# Goat Toy Ideas



## Sweet Cheeks (Oct 8, 2009)

Looking to get my first two goats on Friday.  I'm so excited and can't wait.  I've wanted goats since we had one when I was growing up.  It's taken me 45 yrs to make the dream a reality.

What toys or things to climb on do you all provide for your goaties?  

We had a wooden spool.


----------



## ksalvagno (Oct 8, 2009)

That wooden spool would would great. Also Little Tikes or Step 2 climbers or picnic tables. Anything that is sturdy that can't easily be knocked over by the goats. Just make sure they are large enough so the goats couldn't get caught somewhere.

Here are some pictures of what I have.


















Good luck with your new goats.


----------



## kimmyh (Oct 8, 2009)

I have a lot of the Little Tykes toys as well, but I had to remove them until I have a pen for just babies. There is nothing worse than a full sized doe running full speed with part of a Little Tykes structure stuck to her belly. The best toy I have is a platform I had built it is 18" off the ground, and 4'x4'. The goats love to jump on it, play king of the hill, and scratch on the legs. If you build one, be sure to use plywood covers over your support boards, having a head stuck in the structure was very frightening.


----------



## Sweet Cheeks (Oct 8, 2009)

kimmyh said:
			
		

> I have a lot of the Little Tykes toys as well, but I had to remove them until I have a pen for just babies. There is nothing worse than a full sized doe running full speed with part of a Little Tykes structure stuck to her belly. The best toy I have is a platform I had built it is 18" off the ground, and 4'x4'. The goats love to jump on it, play king of the hill, and scratch on the legs. If you build one, be sure to use plywood covers over your support boards, having a head stuck in the structure was very frightening.

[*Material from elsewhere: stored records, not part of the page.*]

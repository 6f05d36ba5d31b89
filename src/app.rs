//! Application setup and window creation.

use gpui::{App, Bounds, WindowBounds, WindowOptions, prelude::*, px, size};
use gpui_component::Root;
use tracing::{error, info};

use crate::config::Settings;
use crate::domain::GameBoard;
use crate::models::{GameModel, UciEngine};
use crate::ui::theme::{INITIAL_BOARD_PANEL, STATUS_BAR_HEIGHT};
use crate::ui::views::ChessBoardView;

/// Initialize and run the chess application
pub fn run(cx: &mut App, settings: &Settings, board: GameBoard, engine: UciEngine) {
    gpui_component::init(cx);

    let budget = settings.engine.move_time();
    let model = cx.new(|cx| {
        let mut game = GameModel::new(board, engine, budget);
        // Black to move in the starting position means the engine opens
        game.schedule_engine_turn(cx);
        game
    });

    // closing the window ends the game and the engine with it
    let closing = model.clone();
    cx.on_window_closed(move |cx| {
        info!("window closed");
        closing.update(cx, |game, _| game.quit());
        cx.quit();
    })
    .detach();

    let bounds = Bounds::centered(
        None,
        size(px(INITIAL_BOARD_PANEL), px(INITIAL_BOARD_PANEL + STATUS_BAR_HEIGHT)),
        cx,
    );
    let opened = cx.open_window(
        WindowOptions {
            window_bounds: Some(WindowBounds::Windowed(bounds)),
            ..Default::default()
        },
        |window, cx| {
            let view = cx.new(|cx| ChessBoardView::new(model, cx));
            cx.new(|cx| Root::new(view, window, cx))
        },
    );
    if let Err(e) = opened {
        error!("failed to open window: {:#}", e);
        cx.quit();
    }
}
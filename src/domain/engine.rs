//! The seam between the turn controller and whatever produces the reply move.

use std::time::Duration;

use thiserror::Error;

use crate::domain::board::GameBoard;
use crate::domain::chess::ChessMove;

#[derive(Error, Debug)]
pub enum EngineError {
    #[error("failed to start engine `{path}`: {source}")]
    Spawn {
        path: String,
        #[source]
        source: std::io::Error,
    },
    #[error("engine I/O failed: {0}")]
    Io(#[from] std::io::Error),
    #[error("engine did not answer `{0}` in time")]
    Handshake(&'static str),
    #[error("engine gave no move within {0:?}")]
    Timeout(Duration),
    #[error("engine process exited")]
    Disconnected,
    #[error("engine has no move to play")]
    NoMove,
    #[error("unreadable engine reply: {0}")]
    MalformedReply(String),
    #[error("engine played an illegal move: {0}")]
    IllegalReply(ChessMove),
}

/// Something that can suggest a move for the side to move.
///
/// Calls block for at most roughly `budget`; implementations enforce that
/// themselves and report overruns as [`EngineError::Timeout`].
pub trait MoveEngine {
    fn suggest_move(&mut self, board: &GameBoard, budget: Duration) -> Result<ChessMove, EngineError>;

    /// Release the underlying resources. Further requests fail.
    fn shutdown(&mut self) {}
}
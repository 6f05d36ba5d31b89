//! Chess board view - the board with drag-and-drop piece movement, the
//! promotion overlay and the status line.

use gpui::{
    Context, Entity, MouseButton, MouseDownEvent, MouseMoveEvent, MouseUpEvent, Subscription, Window,
    canvas, div, img, prelude::*, px, rgb,
};

use crate::models::GameModel;
use crate::ui::components::{render_promotion_overlay, render_square};
use crate::ui::theme::{BOARD_PADDING, PANEL_BG};
use crate::ui::views::render_status_bar;

/// The main chess board view that observes a GameModel
pub struct ChessBoardView {
    model: Entity<GameModel>,
    _subscription: Subscription,
}

impl ChessBoardView {
    pub fn new(model: Entity<GameModel>, cx: &mut Context<Self>) -> Self {
        let _subscription = cx.observe(&model, |_, _, cx| cx.notify());
        Self {
            model,
            _subscription,
        }
    }
}

impl Render for ChessBoardView {
    fn render(&mut self, _window: &mut Window, cx: &mut Context<Self>) -> impl IntoElement {
        let model_down = self.model.clone();
        let model_move = self.model.clone();
        let model_up = self.model.clone();
        let model_up_out = self.model.clone();
        let model_measure = self.model.clone();

        let game = self.model.read(cx);
        let layout = game.layout();
        let drag = game.drag_view();
        let dragging_from = drag.map(|d| (d.from_row, d.from_col));
        let square_size = layout.square_size();
        let piece_size = layout.piece_size();
        let board_total_size = layout.board_total_size();

        // Floating piece follows cursor during drag
        let floating_piece = drag.map(|d| {
            div()
                .absolute()
                .left(px(d.mouse_x - piece_size / 2.0))
                .top(px(d.mouse_y - piece_size / 2.0))
                .size(px(piece_size))
                .child(img(d.piece.svg_path()).size(px(piece_size)))
        });

        let promotion_overlay = game
            .promotion_choices()
            .map(|choices| render_promotion_overlay(&choices));

        let status_bar = render_status_bar(game);

        // Collect pieces for rendering (can't borrow game in closure)
        let pieces: Vec<_> = (0..8)
            .flat_map(|row| (0..8).map(move |col| (row, col)))
            .map(|(row, col)| game.piece_at(row, col))
            .collect();

        let board = div()
            .flex_shrink_0()
            .flex()
            .flex_col()
            .w(px(board_total_size))
            .h(px(board_total_size))
            .overflow_hidden()
            .rounded_md()
            .children((0..8).map(|row| {
                div().flex().flex_shrink_0().children((0..8).map(|col| {
                    let is_being_dragged = dragging_from == Some((row, col));
                    render_square(row, col, pieces[row * 8 + col], is_being_dragged, square_size, piece_size)
                }))
            }));

        let board_panel_content = div()
            .id("board-panel")
            .relative()
            .size_full()
            .overflow_hidden()
            .bg(rgb(PANEL_BG))
            .p(px(BOARD_PADDING))
            .child(board)
            .when_some(floating_piece, |el, fp| el.child(fp))
            .when_some(promotion_overlay, |el, overlay| el.child(overlay))
            // Mouse down: start a drag, or pick a promotion piece
            .on_mouse_down(
                MouseButton::Left,
                move |ev: &MouseDownEvent, _window, cx| {
                    model_down.update(cx, |game, cx| {
                        let pos = ev.position;
                        if game.mouse_down(pos.x.into(), pos.y.into(), cx) {
                            cx.notify();
                        }
                    });
                },
            )
            // Mouse move: update drag position
            .on_mouse_move(move |ev: &MouseMoveEvent, _, cx| {
                model_move.update(cx, |game, cx| {
                    if game.mouse_move(ev.position.x.into(), ev.position.y.into()) {
                        cx.notify();
                    }
                });
            })
            // Mouse up: complete the move
            .on_mouse_up(MouseButton::Left, move |ev: &MouseUpEvent, _window, cx| {
                model_up.update(cx, |game, cx| {
                    let pos = ev.position;
                    if game.mouse_up(pos.x.into(), pos.y.into(), cx) {
                        cx.notify();
                    }
                });
            })
            // Released over the status bar or outside the window: drop the drag
            .on_mouse_up_out(MouseButton::Left, move |_: &MouseUpEvent, _window, cx| {
                model_up_out.update(cx, |game, cx| {
                    if game.mouse_up_outside() {
                        cx.notify();
                    }
                });
            });

        // Canvas to measure actual panel size
        let measure_canvas = canvas(
            move |bounds, _window, cx| {
                model_measure.update(cx, |game, cx| {
                    if game.set_panel_size(bounds.size) {
                        cx.notify();
                    }
                });
            },
            |_, _, _, _| {},
        )
        .absolute()
        .top_0()
        .left_0()
        .size_full();

        let board_panel_with_measure = div()
            .relative()
            .flex_1()
            .child(measure_canvas)
            .child(board_panel_content);

        div()
            .size_full()
            .flex()
            .flex_col()
            .bg(rgb(PANEL_BG))
            .child(board_panel_with_measure)
            .child(status_bar)
    }
}
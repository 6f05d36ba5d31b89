//! Status line under the board: rejections, engine activity and the result.

use gpui::{div, prelude::*, px, rgb};

use crate::models::GameModel;
use crate::ui::theme::{BOARD_PADDING, STATUS_BAR_HEIGHT, TEXT_ALERT, TEXT_SECONDARY};

pub fn render_status_bar(game: &GameModel) -> impl IntoElement {
    let color = if game.status().is_game_over() {
        TEXT_ALERT
    } else {
        TEXT_SECONDARY
    };

    div()
        .flex_shrink_0()
        .h(px(STATUS_BAR_HEIGHT))
        .px(px(BOARD_PADDING))
        .flex()
        .items_center()
        .text_sm()
        .text_color(rgb(color))
        .child(game.notice())
}
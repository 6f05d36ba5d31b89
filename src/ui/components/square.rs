//! Square rendering component.

use crate::domain::Piece;
use crate::ui::theme::{GHOST_OPACITY, square_color};
use gpui::{div, img, prelude::*, px};

/// Render a single board square with optional piece
pub fn render_square(
    row: usize,
    col: usize,
    piece: Option<Piece>,
    is_being_dragged: bool,
    square_size: f32,
    piece_size: f32,
) -> impl IntoElement {
    div()
        .flex_shrink_0() // never shrink - maintain aspect ratio
        .size(px(square_size))
        .bg(square_color(row, col))
        .when_some(piece, |el, p| {
            // the dragged piece leaves a ghost on its origin square
            el.child(
                div()
                    .size_full()
                    .flex()
                    .items_center()
                    .justify_center()
                    .when(is_being_dragged, |d| d.opacity(GHOST_OPACITY))
                    .child(img(p.svg_path()).size(px(piece_size))),
            )
        })
}
//! Turn controller: the single owner of the board, the drag tracker and the
//! engine adapter.
//!
//! ```text
//! AwaitingHumanMove --valid move--> (apply) --+--> RequestingEngineMove --reply--> (apply) --> AwaitingHumanMove
//!        |                                    |              |
//!        +--pawn to edge rank--> AwaitingPromotionChoice     +--failure--> GameOver(aborted)
//!                                             |
//!                               king captured +--> GameOver(won)
//! ```
//!
//! Every applied move, human or engine, goes through the game-over check.

use std::time::Duration;

use shakmaty::{Color, Role, Square};
use tracing::{debug, error, info, warn};

use crate::domain::board::GameBoard;
use crate::domain::chess::ChessMove;
use crate::domain::engine::{EngineError, MoveEngine};
use crate::domain::game_over::{self, GameStatus};
use crate::domain::input::{DragPhase, DragState, DragTracker, PointerPos};
use crate::domain::promotion::PromotionPicker;
use crate::domain::resolver::{self, Candidate, MoveRejected};

pub const INVALID_MOVE_NOTICE: &str = "Invalid move!";

#[derive(Clone, Copy, Debug, PartialEq, Eq)]
pub enum ActiveSide {
    Human,
    Engine,
}

#[derive(Clone, Copy, Debug, PartialEq, Eq)]
pub enum TurnPhase {
    AwaitingHumanMove,
    AwaitingPromotionChoice(PromotionPicker),
    RequestingEngineMove,
    GameOver,
}

/// Result of feeding one interaction into the controller
#[derive(Clone, Copy, Debug, PartialEq, Eq)]
pub enum MoveOutcome {
    /// Not applicable in the current phase, or nothing to resolve
    Ignored,
    Rejected(MoveRejected),
    PromotionRequested,
    Applied(ChessMove),
}

pub struct TurnController<E> {
    board: GameBoard,
    drag: DragTracker,
    phase: TurnPhase,
    status: GameStatus,
    engine: E,
    human: Color,
    budget: Duration,
    rejection: Option<&'static str>,
}

impl<E: MoveEngine> TurnController<E> {
    /// The human plays White. If `board` has Black to move the engine goes first.
    pub fn new(board: GameBoard, engine: E, budget: Duration) -> Self {
        let mut controller = Self {
            board,
            drag: DragTracker::new(),
            phase: TurnPhase::AwaitingHumanMove,
            status: GameStatus::InProgress,
            engine,
            human: Color::White,
            budget,
            rejection: None,
        };
        controller.after_move();
        controller
    }

    pub fn board(&self) -> &GameBoard {
        &self.board
    }

    pub fn phase(&self) -> TurnPhase {
        self.phase
    }

    pub fn status(&self) -> &GameStatus {
        &self.status
    }

    pub fn drag(&self) -> Option<&DragState> {
        self.drag.drag()
    }

    pub fn is_dragging(&self) -> bool {
        self.drag.phase() == DragPhase::Dragging
    }

    pub fn active_side(&self) -> ActiveSide {
        if self.board.turn() == self.human {
            ActiveSide::Human
        } else {
            ActiveSide::Engine
        }
    }

    pub fn promotion(&self) -> Option<PromotionPicker> {
        match self.phase {
            TurnPhase::AwaitingPromotionChoice(picker) => Some(picker),
            _ => None,
        }
    }

    pub fn accepts_input(&self) -> bool {
        self.phase == TurnPhase::AwaitingHumanMove
    }

    pub fn needs_engine(&self) -> bool {
        self.phase == TurnPhase::RequestingEngineMove
    }

    /// Text for the status line
    pub fn notice(&self) -> String {
        if self.status.is_game_over() {
            return self.status.message();
        }
        match (self.phase, self.rejection) {
            (TurnPhase::AwaitingPromotionChoice(_), _) => "Choose a promotion piece".to_string(),
            (TurnPhase::RequestingEngineMove, _) => "Engine is thinking...".to_string(),
            (_, Some(reason)) => reason.to_string(),
            _ => String::new(),
        }
    }

    pub fn press(&mut self, square: Option<Square>, pointer: PointerPos) -> bool {
        if !self.accepts_input() {
            return false;
        }
        let started = self.drag.press(square, pointer, &self.board);
        if started {
            debug!(square = ?square, "drag started");
        }
        started
    }

    pub fn drag_to(&mut self, pointer: PointerPos) -> bool {
        self.drag.move_to(pointer)
    }

    pub fn release(&mut self, square: Option<Square>) -> MoveOutcome {
        // the tracker is idle after this whatever the outcome
        let Some(release) = self.drag.release(square) else {
            return MoveOutcome::Ignored;
        };
        if !self.accepts_input() {
            return MoveOutcome::Ignored;
        }

        match resolver::candidate_from_release(&release) {
            Candidate::Ready(mv) => self.submit_human_move(mv),
            Candidate::NeedsPromotion(pending) => {
                debug!(from = %pending.from, to = %pending.to, "awaiting promotion choice");
                self.phase = TurnPhase::AwaitingPromotionChoice(PromotionPicker::new(pending));
                MoveOutcome::PromotionRequested
            }
        }
    }

    pub fn choose_promotion(&mut self, role: Role) -> MoveOutcome {
        let TurnPhase::AwaitingPromotionChoice(picker) = self.phase else {
            return MoveOutcome::Ignored;
        };
        if !picker.choices().iter().any(|p| p.role == role) {
            return MoveOutcome::Ignored;
        }
        self.phase = TurnPhase::AwaitingHumanMove;
        self.submit_human_move(picker.pending().complete(role))
    }

    /// A click while the picker is open. Misses are ignored.
    pub fn click_promotion(&mut self, pos: PointerPos, center_x: f32, center_y: f32) -> MoveOutcome {
        let Some(picker) = self.promotion() else {
            return MoveOutcome::Ignored;
        };
        match picker.hit_test(pos, center_x, center_y) {
            Some(role) => self.choose_promotion(role),
            None => MoveOutcome::Ignored,
        }
    }

    /// Ask the engine for its reply and apply it. Blocks for about the budget.
    pub fn play_engine_turn(&mut self) -> Option<ChessMove> {
        if !self.needs_engine() {
            return None;
        }

        let reply = self
            .engine
            .suggest_move(&self.board, self.budget)
            .and_then(|mv| {
                resolver::validate(&self.board, mv).map_err(|r| EngineError::IllegalReply(r.attempted))
            });

        match reply {
            Ok(mv) => {
                info!(mv = %mv, "engine move");
                self.apply(mv);
                Some(mv)
            }
            Err(e) => {
                error!("engine failure: {}", e);
                self.drag.cancel();
                self.status = GameStatus::Aborted {
                    reason: e.to_string(),
                };
                self.phase = TurnPhase::GameOver;
                None
            }
        }
    }

    /// External quit: stop accepting moves and release the engine.
    ///
    /// `status` keeps the result of play, so a game quit midway stays
    /// `InProgress` while the phase is `GameOver`.
    pub fn quit(&mut self) {
        info!("quit requested");
        self.drag.cancel();
        self.phase = TurnPhase::GameOver;
        self.engine.shutdown();
    }

    fn submit_human_move(&mut self, mv: ChessMove) -> MoveOutcome {
        match resolver::validate(&self.board, mv) {
            Ok(mv) => {
                info!(mv = %mv, "human move");
                self.apply(mv);
                MoveOutcome::Applied(mv)
            }
            Err(rejected) => {
                warn!("{}", rejected);
                self.rejection = Some(INVALID_MOVE_NOTICE);
                MoveOutcome::Rejected(rejected)
            }
        }
    }

    fn apply(&mut self, mv: ChessMove) {
        self.board.play(&mv);
        self.rejection = None;
        self.after_move();
    }

    fn after_move(&mut self) {
        self.status = game_over::detect(&self.board);
        self.phase = if self.status.is_game_over() {
            info!(status = ?self.status, winner = ?self.status.winner(), "game over");
            TurnPhase::GameOver
        } else {
            match self.active_side() {
                ActiveSide::Human => TurnPhase::AwaitingHumanMove,
                ActiveSide::Engine => TurnPhase::RequestingEngineMove,
            }
        };
    }
}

I have a bunch of old fence boards (2 x 6's) that I had taken down when I had no climb field fencing put in.

I could make a 18" deck area for them out of those.  They have layers of old white paint peeling off.  Would they try to eat the old paint?  Should I sand them?

Love the Little Tykes - however, my kids are standard nubians.  Would they out grow the little tykes?

Another question - What kind of collar do you all use?  Would 1" wide nylon dog collars from Petsmart work?  Thank you


----------



## kimmyh (Oct 8, 2009)

The paint will wear off, I wouldn't worry about it. I do not leave collars on my goats, it is just way too dangerous-IMO.


----------



## Sweet Cheeks (Oct 8, 2009)

I won't be leaving the collars on after reading about someone losing their goat to strangulation.

I need to get collars and lead ropes to use when I need to move them from pasture to pasture to stall at night.  I'm on 4 acres with three different grazing areas to choose from.

Dog collars OK?


----------



## lupinfarm (Oct 8, 2009)

I have collars on my girls for easy catching. IMO my collars would pop off pretty quickly if they got caught up, especially with their power/weight. Then again, I leave a halter on my horse and many won't. 

I have a horse rubber ball toy (the kind you hang up) for them to kick about and jump on. My goats prefer to play with each other though, and I'll be installing platforms with them in their field (I have a large hydro pole that is stable but leaning that is no longer in use, I was going to build my platforms off that kind of like a tree house). 

One thing I saw at a hobby farm on the way to Tweed was that they had their hay mounted high up on a platform, and then had ramps and stairs up to the platform. The goats seemed to LOVE it.


----------



## kimmyh (Oct 8, 2009)

I like the plastic chains with a double ended snap for leading goats at home. You can get the plastic chain at Home Depot/Lowes or your local hardware store, along with the snap. Once size fits all of the goats, and you can snap the chain in the goat fence for when you need it. Dog collars can work, along with a strong lead/rope, but I find they are just too heavy for easy leading, and I hate having to adjust the collar for each goat.


----------



## kimmyh (Oct 8, 2009)

lupinfarm you might try hanging (hang it over a rafter and you hold both ends) from one of the collars you are using, everyone I have talked too has said even the plastic collar with the "break away" links don't break with human weight. Apparently they will break with cows, just not goats.


----------



## ThornyRidge (Oct 9, 2009)

I agree .. collars are a danger.. those plastic ones that could break easily if hung up may be ok.. but would not work good if you were looking to catch them as it may break on you.. I only do a collar if I for some reason have to get a stubborn one in the stanchion and or take to vet.. and then I chase arouond a cordoned off area in barn and or trick them with cookies and slip a nylon choker type dog collar over their neck with a leash attached.. that way noone is getting away.. as far as toys.. the best toy is each other.. they will definately chase/headbutt and frolic with each other but I would also recommend some type of large sandstone rocks/barnstones and even a platform with shingles on it to aid in hoof maintenance.. works like a charm!  and the goats use it as an emory board even!  I have used in the past an old tire buried in the ground or flipped on its side and filled with sand or woodchips.. heck an old log (carefully placed so it would not roll around and hurt them) would be a great play toy too.


----------



## lupinfarm (Oct 9, 2009)

Ours have the lightweight plastic clasps and they do snap open when I pull on them. Our 20lb dog can get them off lol.


----------